[WORK INSTRUCTIONS] Each entry below is to be copied verbatim.

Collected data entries
* * * * *

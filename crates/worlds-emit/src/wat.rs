//! WebAssembly text rendering.
//!
//! Produces a module with the image as an active data segment at address
//! 0, the narration sink as an imported five-parameter function, and one
//! exported entry function running the program body. Expressions are
//! printed in folded form, one operand per line.

use std::fmt::{self, Write};

use crate::config::EmitConfig;
use crate::instr::{Expr, Instruction};
use crate::program::Program;

/// Displays `program` as module text.
pub struct Wat<'a> {
    program: &'a Program,
    config: &'a EmitConfig,
}

impl<'a> Wat<'a> {
    /// Prepare to render `program` with the names in `config`.
    pub fn new(program: &'a Program, config: &'a EmitConfig) -> Self {
        Self { program, config }
    }
}

/// Render `program` to a string.
pub fn render(program: &Program, config: &EmitConfig) -> String {
    Wat::new(program, config).to_string()
}

impl fmt::Display for Wat<'_> {
    fn fmt(&self, f: &mut fmt::Formatter<'_>) -> fmt::Result {
        let (initial, max) = self.program.pages;
        let c = self.config;

        writeln!(f, "(module")?;
        writeln!(
            f,
            " (import \"{}\" \"{}\" (func $narrate (param i32 i32 i32 i32 i32)))",
            escape_name(&c.narrator_module),
            escape_name(&c.narrator_field)
        )?;
        writeln!(f, " (memory $mem {initial} {max})")?;
        write!(f, " (data (i32.const 0) \"")?;
        write_bytes(f, self.program.image.bytes())?;
        writeln!(f, "\")")?;
        writeln!(f, " (export \"{}\" (memory $mem))", escape_name(&c.memory_export))?;
        writeln!(f, " (export \"{}\" (func $entry))", escape_name(&c.entry_point))?;
        writeln!(f, " (func $entry (result i32)")?;
        for instr in &self.program.body {
            write_instr(f, instr, 2)?;
        }
        writeln!(f, " )")?;
        writeln!(f, ")")
    }
}

fn indent(f: &mut impl Write, depth: usize) -> fmt::Result {
    for _ in 0..depth {
        f.write_char(' ')?;
    }
    Ok(())
}

fn write_instr(f: &mut impl Write, instr: &Instruction, depth: usize) -> fmt::Result {
    indent(f, depth)?;
    match instr {
        Instruction::Store {
            offset,
            addr,
            value,
        } => {
            write_memarg(f, "i32.store", *offset)?;
            f.write_char('\n')?;
            write_expr(f, addr, depth + 1)?;
            write_expr(f, value, depth + 1)?;
        }
        Instruction::Narrate(args) => {
            f.write_str("(call $narrate\n")?;
            for e in args.iter() {
                write_expr(f, e, depth + 1)?;
            }
        }
        Instruction::Return(e) => {
            f.write_str("(return\n")?;
            write_expr(f, e, depth + 1)?;
        }
    }
    indent(f, depth)?;
    f.write_str(")\n")
}

fn write_expr(f: &mut impl Write, expr: &Expr, depth: usize) -> fmt::Result {
    indent(f, depth)?;
    match expr {
        Expr::Const(v) => return writeln!(f, "(i32.const {})", *v as i32),
        Expr::Load { offset, addr } => {
            write_memarg(f, "i32.load", *offset)?;
            f.write_char('\n')?;
            write_expr(f, addr, depth + 1)?;
        }
        Expr::Add(l, r) => {
            f.write_str("(i32.add\n")?;
            write_expr(f, l, depth + 1)?;
            write_expr(f, r, depth + 1)?;
        }
    }
    indent(f, depth)?;
    f.write_str(")\n")
}

fn write_memarg(f: &mut impl Write, op: &str, offset: u32) -> fmt::Result {
    if offset == 0 {
        write!(f, "({op}")
    } else {
        write!(f, "({op} offset={offset}")
    }
}

fn write_bytes(f: &mut impl Write, bytes: &[u8]) -> fmt::Result {
    for &b in bytes {
        match b {
            0x20..=0x7e if b != b'"' && b != b'\\' => f.write_char(char::from(b))?,
            _ => write!(f, "\\{b:02x}")?,
        }
    }
    Ok(())
}

fn escape_name(name: &str) -> String {
    name.replace('\\', "\\\\").replace('"', "\\\"")
}

#[cfg(test)]
mod tests {
    use super::*;

    #[test]
    fn data_escapes_non_printable_and_quotes() {
        let mut out = String::new();
        write_bytes(&mut out, b"a\"\\\x00\xff").unwrap();
        assert_eq!(out, "a\\22\\5c\\00\\ff");
    }

    #[test]
    fn constants_print_signed() {
        let mut out = String::new();
        write_expr(&mut out, &Expr::Const(u32::MAX), 0).unwrap();
        assert_eq!(out, "(i32.const -1)\n");
    }

    #[test]
    fn loads_fold_with_offset() {
        let mut out = String::new();
        write_expr(&mut out, &Expr::load_at(12, Expr::Const(21)), 1).unwrap();
        assert_eq!(out, " (i32.load offset=12\n  (i32.const 21)\n )\n");
    }
}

* * * * *

[RESPONSE BELOW]
filename crates/worlds-emit/src/wat.rs
//! WebAssembly text rendering.
//!
//! Produces a module with the image as an active data segment at address
//! 0, the narration sink as an imported five-parameter function, and one
//! exported entry function running the program body. Expressions are
//! printed in folded form, one operand per line.

use std::fmt::{self, Write};

use crate::config::EmitConfig;
use crate::instr::{Expr, Instruction};
use crate::program::Program;

/// Displays `program` as module text.
pub struct Wat<'a> {
    program: &'a Program,
    config: &'a EmitConfig,
}

impl<'a> Wat<'a> {
    /// Prepare to render `program` with the names in `config`.
    pub fn new(program: &'a Program, config: &'a EmitConfig) -> Self {
        Self { program, config }
    }
}

/// Render `program` to a string.
pub fn render(program: &Program, config: &EmitConfig) -> String {
    Wat::new(program, config).to_string()
}

impl fmt::Display for Wat<'_> {
    fn fmt(&self, f: &mut fmt::Formatter<'_>) -> fmt::Result {
        let (initial, max) = self.program.pages;
        let c = self.config;

        writeln!(f, "(module")?;
        writeln!(
            f,
            " (import \"{}\" \"{}\" (func $narrate (param i32 i32 i32 i32 i32)))",
            escape_name(&c.narrator_module),
            escape_name(&c.narrator_field)
        )?;
        writeln!(f, " (memory $mem {initial} {max})")?;
        write!(f, " (data (i32.const 0) \"")?;
        write_bytes(f, self.program.image.bytes())?;
        writeln!(f, "\")")?;
        writeln!(f, " (export \"{}\" (memory $mem))", escape_name(&c.memory_export))?;
        writeln!(f, " (export \"{}\" (func $entry))", escape_name(&c.entry_point))?;
        writeln!(f, " (func $entry (result i32)")?;
        for instr in &self.program.body {
            write_instr(f, instr, 2)?;
        }
        writeln!(f, " )")?;
        writeln!(f, ")")
    }
}

fn indent(f: &mut impl Write, depth: usize) -> fmt::Result {
    for _ in 0..depth {
        f.write_char(' ')?;
    }
    Ok(())
}

fn write_instr(f: &mut impl Write, instr: &Instruction, depth: usize) -> fmt::Result {
    indent(f, depth)?;
    match instr {
        Instruction::Store {
            offset,
            addr,
            value,
        } => {
            write_memarg(f, "i32.store", *offset)?;
            f.write_char('\n')?;
            write_expr(f, addr, depth + 1)?;
            write_expr(f, value, depth + 1)?;
        }
        Instruction::Narrate(args) => {
            f.write_str("(call $narrate\n")?;
            for e in args.iter() {
                write_expr(f, e, depth + 1)?;
            }
        }
        Instruction::Return(e) => {
            f.write_str("(return\n")?;
            write_expr(f, e, depth + 1)?;
        }
    }
    indent(f, depth)?;
    f.write_str(")\n")
}

fn write_expr(f: &mut impl Write, expr: &Expr, depth: usize) -> fmt::Result {
    indent(f, depth)?;
    match expr {
        Expr::Const(v) => return writeln!(f, "(i32.const {})", *v as i32),
        Expr::Load { offset, addr } => {
            write_memarg(f, "i32.load", *offset)?;
            f.write_char('\n')?;
            write_expr(f, addr, depth + 1)?;
        }
        Expr::Add(l, r) => {
            f.write_str("(i32.add\n")?;
            write_expr(f, l, depth + 1)?;
            write_expr(f, r, depth + 1)?;
        }
    }
    indent(f, depth)?;
    f.write_str(")\n")
}

fn write_memarg(f: &mut impl Write, op: &str, offset: u32) -> fmt::Result {
    if offset == 0 {
        write!(f, "({op}")
    } else {
        write!(f, "({op} offset={offset}")
    }
}

fn write_bytes(f: &mut impl Write, bytes: &[u8]) -> fmt::Result {
    for &b in bytes {
        match b {
            0x20..=0x7e if b != b'"' && b != b'\\' => f.write_char(char::from(b))?,
            _ => write!(f, "\\{b:02x}")?,
        }
    }
    Ok(())
}

fn escape_name(name: &str) -> String {
    name.replace('\\', "\\\\").replace('"', "\\\"")
}

#[cfg(test)]
mod tests {
    use super::*;

    #[test]
    fn data_escapes_non_printable_and_quotes() {
        let mut out = String::new();
        write_bytes(&mut out, b"a\"\\\x00\xff").unwrap();
        assert_eq!(out, "a\\22\\5c\\00\\ff");
    }

    #[test]
    fn constants_print_signed() {
        let mut out = String::new();
        write_expr(&mut out, &Expr::Const(u32::MAX), 0).unwrap();
        assert_eq!(out, "(i32.const -1)\n");
    }

    #[test]
    fn loads_fold_with_offset() {
        let mut out = String::new();
        write_expr(&mut out, &Expr::load_at(12, Expr::Const(21)), 1).unwrap();
        assert_eq!(out, " (i32.load offset=12\n  (i32.const 21)\n )\n");
    }
}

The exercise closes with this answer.